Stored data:
%%

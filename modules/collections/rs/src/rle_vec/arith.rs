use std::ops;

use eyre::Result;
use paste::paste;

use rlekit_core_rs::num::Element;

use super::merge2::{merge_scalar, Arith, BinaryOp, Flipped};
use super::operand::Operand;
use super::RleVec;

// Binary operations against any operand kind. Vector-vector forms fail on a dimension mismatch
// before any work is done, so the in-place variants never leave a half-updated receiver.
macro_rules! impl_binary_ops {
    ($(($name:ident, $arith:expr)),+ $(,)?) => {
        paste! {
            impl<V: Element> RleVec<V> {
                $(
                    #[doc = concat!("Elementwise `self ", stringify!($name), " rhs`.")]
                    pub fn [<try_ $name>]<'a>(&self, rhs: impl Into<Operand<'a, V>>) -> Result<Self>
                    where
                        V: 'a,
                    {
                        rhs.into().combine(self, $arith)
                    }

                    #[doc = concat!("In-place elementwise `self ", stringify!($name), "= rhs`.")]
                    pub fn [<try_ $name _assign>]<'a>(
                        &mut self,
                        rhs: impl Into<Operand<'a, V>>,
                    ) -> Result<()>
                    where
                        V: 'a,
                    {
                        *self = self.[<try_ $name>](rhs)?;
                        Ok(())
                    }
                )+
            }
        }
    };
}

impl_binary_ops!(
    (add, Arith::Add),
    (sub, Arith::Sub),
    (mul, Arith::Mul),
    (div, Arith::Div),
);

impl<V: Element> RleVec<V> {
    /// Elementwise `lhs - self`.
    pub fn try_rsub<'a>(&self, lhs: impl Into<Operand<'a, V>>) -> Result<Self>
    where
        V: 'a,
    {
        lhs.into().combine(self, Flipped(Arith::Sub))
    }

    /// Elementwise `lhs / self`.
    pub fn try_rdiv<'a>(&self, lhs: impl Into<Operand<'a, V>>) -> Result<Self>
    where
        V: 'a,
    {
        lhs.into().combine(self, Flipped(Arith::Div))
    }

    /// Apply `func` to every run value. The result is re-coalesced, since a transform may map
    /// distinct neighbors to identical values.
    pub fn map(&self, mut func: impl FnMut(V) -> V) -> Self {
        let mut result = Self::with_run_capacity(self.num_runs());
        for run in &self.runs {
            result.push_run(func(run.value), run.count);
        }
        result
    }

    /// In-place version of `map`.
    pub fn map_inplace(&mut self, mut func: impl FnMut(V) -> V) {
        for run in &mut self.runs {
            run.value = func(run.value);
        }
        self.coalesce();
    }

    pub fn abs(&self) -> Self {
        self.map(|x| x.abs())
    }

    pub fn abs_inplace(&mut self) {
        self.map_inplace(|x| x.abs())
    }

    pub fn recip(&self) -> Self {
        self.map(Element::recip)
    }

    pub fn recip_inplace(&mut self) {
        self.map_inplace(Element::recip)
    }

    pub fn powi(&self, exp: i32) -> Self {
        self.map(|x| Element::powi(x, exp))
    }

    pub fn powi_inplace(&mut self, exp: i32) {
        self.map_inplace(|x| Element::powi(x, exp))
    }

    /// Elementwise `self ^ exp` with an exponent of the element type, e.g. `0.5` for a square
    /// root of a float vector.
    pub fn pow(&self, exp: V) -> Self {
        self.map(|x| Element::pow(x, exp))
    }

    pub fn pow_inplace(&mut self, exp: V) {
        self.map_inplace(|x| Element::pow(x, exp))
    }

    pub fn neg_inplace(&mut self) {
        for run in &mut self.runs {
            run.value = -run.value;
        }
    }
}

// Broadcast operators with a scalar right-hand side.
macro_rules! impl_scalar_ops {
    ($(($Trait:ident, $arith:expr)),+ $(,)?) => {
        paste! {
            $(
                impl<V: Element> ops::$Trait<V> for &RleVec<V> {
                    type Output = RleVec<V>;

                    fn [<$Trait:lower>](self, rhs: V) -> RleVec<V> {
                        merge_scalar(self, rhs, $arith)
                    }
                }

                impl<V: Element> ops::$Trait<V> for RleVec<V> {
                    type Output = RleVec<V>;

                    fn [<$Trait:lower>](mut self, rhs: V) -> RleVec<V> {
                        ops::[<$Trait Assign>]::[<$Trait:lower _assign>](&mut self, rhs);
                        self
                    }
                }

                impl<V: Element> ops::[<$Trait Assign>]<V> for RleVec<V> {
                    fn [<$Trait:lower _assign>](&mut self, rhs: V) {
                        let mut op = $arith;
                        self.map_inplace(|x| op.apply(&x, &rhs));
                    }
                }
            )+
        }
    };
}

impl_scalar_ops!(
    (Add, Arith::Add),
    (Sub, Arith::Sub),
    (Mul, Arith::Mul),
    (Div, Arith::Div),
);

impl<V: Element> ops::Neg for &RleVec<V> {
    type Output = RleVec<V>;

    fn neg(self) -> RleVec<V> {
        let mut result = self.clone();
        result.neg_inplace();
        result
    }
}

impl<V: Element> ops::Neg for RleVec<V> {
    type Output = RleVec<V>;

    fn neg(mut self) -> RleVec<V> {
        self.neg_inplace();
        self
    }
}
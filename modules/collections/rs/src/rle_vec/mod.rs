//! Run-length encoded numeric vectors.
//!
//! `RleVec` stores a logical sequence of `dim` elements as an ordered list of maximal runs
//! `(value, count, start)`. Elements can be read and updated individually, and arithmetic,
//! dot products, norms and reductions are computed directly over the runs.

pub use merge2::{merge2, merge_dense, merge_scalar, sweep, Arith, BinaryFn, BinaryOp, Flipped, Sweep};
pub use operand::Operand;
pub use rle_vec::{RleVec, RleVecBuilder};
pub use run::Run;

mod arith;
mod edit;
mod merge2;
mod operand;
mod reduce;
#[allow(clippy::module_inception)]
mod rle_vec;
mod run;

%%
%%

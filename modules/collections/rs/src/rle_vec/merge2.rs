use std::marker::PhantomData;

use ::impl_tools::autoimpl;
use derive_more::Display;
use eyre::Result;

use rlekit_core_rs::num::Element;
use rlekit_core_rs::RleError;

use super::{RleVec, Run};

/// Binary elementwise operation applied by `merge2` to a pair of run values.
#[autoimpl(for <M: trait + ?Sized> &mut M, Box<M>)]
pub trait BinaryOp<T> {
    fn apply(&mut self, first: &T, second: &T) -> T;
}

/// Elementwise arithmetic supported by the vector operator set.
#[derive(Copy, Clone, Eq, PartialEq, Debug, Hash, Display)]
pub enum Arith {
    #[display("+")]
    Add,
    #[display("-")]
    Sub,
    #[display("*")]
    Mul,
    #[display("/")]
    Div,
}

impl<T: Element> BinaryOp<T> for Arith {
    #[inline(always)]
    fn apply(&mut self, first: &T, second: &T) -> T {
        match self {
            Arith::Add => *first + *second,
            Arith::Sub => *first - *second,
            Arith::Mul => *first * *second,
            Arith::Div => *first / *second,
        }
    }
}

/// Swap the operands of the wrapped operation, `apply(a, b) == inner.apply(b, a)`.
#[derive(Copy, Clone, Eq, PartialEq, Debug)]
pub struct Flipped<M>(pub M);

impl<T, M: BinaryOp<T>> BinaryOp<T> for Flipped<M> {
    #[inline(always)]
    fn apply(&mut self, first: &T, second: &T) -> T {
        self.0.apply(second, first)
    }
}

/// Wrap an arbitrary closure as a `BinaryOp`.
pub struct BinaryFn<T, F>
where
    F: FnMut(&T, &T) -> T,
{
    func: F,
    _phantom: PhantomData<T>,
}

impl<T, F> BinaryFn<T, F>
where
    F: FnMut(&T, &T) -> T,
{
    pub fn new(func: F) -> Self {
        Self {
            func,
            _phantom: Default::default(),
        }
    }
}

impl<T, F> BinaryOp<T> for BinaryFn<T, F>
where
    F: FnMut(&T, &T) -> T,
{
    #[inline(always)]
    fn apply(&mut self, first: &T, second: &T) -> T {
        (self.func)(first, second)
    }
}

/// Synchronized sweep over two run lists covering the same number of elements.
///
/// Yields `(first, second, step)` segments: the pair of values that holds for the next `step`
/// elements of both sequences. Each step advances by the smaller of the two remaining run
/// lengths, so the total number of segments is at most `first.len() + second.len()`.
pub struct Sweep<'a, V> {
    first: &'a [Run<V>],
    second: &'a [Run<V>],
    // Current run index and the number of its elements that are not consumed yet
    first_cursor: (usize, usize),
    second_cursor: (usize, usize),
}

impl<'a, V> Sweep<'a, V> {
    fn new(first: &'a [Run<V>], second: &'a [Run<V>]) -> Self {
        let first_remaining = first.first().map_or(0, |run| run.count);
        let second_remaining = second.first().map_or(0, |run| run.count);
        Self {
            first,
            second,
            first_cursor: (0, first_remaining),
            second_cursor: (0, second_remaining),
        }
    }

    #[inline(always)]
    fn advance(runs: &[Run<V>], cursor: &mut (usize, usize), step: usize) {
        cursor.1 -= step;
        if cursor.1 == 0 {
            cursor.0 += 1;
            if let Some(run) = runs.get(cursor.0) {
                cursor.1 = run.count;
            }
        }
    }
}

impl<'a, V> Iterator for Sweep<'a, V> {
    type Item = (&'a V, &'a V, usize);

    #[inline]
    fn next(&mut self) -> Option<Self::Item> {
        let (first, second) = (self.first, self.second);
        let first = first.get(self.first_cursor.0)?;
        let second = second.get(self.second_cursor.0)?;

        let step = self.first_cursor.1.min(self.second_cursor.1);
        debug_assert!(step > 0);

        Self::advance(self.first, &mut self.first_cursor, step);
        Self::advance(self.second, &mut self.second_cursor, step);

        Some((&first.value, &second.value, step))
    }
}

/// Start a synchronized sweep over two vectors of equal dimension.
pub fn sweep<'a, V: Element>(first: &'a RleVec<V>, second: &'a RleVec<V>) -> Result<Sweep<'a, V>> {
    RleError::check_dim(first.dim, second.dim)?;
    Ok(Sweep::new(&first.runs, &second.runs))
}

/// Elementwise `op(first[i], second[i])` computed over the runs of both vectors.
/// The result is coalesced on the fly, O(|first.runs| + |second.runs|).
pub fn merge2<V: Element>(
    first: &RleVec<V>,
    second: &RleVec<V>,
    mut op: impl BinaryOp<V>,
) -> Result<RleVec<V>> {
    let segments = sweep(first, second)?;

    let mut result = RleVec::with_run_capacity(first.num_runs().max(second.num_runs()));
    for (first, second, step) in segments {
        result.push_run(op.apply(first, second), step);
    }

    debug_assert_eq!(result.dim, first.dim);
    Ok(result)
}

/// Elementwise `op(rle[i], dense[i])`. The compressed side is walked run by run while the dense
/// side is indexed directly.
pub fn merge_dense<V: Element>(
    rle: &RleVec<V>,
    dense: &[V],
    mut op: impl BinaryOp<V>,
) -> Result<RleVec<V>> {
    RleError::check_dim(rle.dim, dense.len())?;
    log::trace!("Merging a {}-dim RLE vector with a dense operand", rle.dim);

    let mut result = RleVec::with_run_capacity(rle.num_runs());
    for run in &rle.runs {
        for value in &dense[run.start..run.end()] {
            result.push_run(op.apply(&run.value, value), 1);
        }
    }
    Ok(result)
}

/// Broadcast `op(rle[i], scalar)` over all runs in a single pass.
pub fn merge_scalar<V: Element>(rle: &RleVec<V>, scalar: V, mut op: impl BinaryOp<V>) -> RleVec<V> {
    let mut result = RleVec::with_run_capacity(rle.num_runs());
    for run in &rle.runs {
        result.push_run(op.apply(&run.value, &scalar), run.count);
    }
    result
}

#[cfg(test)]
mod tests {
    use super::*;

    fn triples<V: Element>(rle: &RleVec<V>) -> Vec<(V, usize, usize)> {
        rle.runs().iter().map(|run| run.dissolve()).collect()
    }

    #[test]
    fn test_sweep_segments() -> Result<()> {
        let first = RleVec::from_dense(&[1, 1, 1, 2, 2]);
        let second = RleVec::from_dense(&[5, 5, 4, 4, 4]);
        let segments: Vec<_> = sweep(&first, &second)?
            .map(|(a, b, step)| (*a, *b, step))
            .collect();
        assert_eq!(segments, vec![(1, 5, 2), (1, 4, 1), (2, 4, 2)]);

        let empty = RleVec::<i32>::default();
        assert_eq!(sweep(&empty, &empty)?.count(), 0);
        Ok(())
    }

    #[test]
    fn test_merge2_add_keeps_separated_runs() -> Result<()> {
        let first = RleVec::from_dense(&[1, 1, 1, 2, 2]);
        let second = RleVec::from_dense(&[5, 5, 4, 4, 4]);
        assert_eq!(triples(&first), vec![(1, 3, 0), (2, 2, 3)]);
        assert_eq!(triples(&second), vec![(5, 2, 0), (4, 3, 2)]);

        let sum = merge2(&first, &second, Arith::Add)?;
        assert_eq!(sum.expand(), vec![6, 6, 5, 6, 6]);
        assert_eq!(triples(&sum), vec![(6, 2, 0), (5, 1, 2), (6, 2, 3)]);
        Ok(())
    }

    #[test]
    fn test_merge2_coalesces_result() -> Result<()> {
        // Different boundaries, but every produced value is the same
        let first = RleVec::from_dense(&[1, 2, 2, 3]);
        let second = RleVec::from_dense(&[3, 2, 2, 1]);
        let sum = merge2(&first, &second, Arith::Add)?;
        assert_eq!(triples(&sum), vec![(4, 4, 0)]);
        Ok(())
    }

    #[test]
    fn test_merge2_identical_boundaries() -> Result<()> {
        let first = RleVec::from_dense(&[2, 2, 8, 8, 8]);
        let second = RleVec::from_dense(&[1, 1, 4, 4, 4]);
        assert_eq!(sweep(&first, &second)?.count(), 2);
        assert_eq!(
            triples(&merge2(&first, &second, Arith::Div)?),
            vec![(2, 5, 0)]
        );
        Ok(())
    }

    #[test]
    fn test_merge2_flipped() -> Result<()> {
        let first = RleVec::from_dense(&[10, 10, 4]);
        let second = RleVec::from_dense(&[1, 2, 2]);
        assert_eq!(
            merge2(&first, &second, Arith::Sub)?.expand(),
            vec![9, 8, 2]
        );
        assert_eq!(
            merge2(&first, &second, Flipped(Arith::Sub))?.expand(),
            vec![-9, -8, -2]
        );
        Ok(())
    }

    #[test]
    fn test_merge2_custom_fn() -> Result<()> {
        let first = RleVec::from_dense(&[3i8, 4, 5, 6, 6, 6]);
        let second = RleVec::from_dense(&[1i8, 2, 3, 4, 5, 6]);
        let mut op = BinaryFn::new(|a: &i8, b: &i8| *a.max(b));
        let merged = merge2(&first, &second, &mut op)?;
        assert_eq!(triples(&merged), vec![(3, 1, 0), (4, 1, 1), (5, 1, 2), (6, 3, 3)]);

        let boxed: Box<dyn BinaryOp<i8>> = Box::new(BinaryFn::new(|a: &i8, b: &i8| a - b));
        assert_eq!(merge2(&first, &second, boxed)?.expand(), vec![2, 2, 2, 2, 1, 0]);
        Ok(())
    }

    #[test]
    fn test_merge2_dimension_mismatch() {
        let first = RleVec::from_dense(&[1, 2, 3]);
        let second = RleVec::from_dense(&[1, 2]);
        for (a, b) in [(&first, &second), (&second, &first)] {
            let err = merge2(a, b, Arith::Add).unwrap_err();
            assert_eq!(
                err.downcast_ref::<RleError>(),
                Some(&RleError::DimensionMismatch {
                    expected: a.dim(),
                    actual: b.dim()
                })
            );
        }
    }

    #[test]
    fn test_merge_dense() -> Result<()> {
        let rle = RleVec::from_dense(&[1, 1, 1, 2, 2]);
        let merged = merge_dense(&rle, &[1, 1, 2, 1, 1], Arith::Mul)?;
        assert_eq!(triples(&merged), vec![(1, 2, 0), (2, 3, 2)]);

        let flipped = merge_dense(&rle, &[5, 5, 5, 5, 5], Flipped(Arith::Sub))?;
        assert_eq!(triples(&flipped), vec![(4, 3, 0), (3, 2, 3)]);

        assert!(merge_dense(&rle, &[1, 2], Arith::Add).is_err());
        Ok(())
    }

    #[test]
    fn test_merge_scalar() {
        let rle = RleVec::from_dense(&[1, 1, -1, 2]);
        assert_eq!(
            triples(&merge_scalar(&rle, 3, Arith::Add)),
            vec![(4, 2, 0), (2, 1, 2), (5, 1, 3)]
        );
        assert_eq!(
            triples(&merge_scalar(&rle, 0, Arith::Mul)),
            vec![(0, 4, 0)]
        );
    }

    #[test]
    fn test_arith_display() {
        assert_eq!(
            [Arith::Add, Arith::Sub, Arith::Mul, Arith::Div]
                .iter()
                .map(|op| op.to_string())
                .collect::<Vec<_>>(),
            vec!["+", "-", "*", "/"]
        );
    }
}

%%
%%

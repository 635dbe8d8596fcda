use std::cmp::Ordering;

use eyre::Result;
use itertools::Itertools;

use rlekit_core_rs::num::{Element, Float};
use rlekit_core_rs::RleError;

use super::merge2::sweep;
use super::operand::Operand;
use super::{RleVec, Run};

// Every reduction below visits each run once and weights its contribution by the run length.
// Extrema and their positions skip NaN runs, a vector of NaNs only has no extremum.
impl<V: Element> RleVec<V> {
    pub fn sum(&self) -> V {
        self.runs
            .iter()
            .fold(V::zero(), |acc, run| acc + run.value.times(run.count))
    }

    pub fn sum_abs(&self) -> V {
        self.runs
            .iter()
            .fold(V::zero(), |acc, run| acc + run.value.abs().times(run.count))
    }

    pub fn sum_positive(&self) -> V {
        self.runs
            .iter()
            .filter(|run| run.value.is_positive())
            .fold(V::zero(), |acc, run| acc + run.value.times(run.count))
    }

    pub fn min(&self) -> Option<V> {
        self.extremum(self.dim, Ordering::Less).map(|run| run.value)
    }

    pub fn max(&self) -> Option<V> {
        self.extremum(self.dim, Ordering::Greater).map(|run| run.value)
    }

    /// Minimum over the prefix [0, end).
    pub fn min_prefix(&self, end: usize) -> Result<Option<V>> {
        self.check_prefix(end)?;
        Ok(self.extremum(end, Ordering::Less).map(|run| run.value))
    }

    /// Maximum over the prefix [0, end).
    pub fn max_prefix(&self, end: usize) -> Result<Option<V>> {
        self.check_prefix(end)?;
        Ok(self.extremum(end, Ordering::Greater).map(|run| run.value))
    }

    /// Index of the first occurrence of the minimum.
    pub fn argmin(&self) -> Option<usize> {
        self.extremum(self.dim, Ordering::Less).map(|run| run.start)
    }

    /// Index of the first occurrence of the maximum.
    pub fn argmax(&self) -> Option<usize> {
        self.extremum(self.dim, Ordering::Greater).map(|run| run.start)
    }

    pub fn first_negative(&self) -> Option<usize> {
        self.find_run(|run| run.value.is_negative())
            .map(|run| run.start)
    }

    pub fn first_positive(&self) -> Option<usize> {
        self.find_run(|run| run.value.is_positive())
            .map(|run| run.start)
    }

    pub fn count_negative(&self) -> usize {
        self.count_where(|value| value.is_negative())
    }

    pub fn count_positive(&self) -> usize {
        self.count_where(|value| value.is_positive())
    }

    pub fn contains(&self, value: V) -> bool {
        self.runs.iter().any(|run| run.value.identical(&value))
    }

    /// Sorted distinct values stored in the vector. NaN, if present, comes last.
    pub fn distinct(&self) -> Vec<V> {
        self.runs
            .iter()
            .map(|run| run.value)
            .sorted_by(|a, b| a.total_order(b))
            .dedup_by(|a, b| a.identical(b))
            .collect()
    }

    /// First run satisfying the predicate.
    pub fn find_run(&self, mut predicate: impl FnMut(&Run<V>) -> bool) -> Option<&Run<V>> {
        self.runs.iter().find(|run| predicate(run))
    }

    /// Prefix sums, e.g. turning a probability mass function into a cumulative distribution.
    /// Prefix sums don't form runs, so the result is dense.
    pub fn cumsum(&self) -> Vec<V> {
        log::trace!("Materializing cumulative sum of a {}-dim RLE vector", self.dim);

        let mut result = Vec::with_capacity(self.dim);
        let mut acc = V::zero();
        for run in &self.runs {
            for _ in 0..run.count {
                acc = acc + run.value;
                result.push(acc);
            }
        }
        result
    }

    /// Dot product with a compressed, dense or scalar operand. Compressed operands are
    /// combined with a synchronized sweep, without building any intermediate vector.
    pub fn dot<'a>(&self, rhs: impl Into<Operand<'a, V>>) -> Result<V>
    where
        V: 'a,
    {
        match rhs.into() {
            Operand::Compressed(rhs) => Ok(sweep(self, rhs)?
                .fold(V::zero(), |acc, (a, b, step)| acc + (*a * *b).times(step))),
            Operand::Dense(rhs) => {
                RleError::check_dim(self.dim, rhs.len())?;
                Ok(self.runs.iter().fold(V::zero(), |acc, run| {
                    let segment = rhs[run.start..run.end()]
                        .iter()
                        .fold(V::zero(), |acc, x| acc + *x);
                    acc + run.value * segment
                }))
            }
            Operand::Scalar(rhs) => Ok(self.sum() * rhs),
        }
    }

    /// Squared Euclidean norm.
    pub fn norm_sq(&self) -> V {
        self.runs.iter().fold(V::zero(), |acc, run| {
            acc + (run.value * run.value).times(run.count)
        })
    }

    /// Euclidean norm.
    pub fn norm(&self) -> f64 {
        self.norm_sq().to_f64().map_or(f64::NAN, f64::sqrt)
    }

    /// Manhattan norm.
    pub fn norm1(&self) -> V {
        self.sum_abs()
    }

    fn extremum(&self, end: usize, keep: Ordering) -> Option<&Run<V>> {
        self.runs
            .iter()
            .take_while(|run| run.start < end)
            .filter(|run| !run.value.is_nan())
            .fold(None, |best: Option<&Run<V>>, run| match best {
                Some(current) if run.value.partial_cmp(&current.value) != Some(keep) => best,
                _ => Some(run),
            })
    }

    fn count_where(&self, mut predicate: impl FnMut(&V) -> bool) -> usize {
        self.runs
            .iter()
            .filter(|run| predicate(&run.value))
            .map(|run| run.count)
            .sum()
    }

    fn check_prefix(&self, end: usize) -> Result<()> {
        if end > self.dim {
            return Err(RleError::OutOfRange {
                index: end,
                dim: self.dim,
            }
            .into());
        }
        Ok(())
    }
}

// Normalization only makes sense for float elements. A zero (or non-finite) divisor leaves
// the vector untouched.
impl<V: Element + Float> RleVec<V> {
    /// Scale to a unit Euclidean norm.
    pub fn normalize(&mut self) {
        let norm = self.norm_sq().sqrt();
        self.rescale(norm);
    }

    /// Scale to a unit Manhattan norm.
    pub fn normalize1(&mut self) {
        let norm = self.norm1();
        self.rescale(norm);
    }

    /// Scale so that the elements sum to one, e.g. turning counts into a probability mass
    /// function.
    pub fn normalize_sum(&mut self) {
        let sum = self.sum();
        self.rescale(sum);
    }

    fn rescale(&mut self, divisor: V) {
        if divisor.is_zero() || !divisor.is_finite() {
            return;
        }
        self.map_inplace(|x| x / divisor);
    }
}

%%

--- TASK ITEM ---
Among the lines of the records above, count those holding the string "operands", and report only the number.

--- WRITTEN RESPONSE ---
2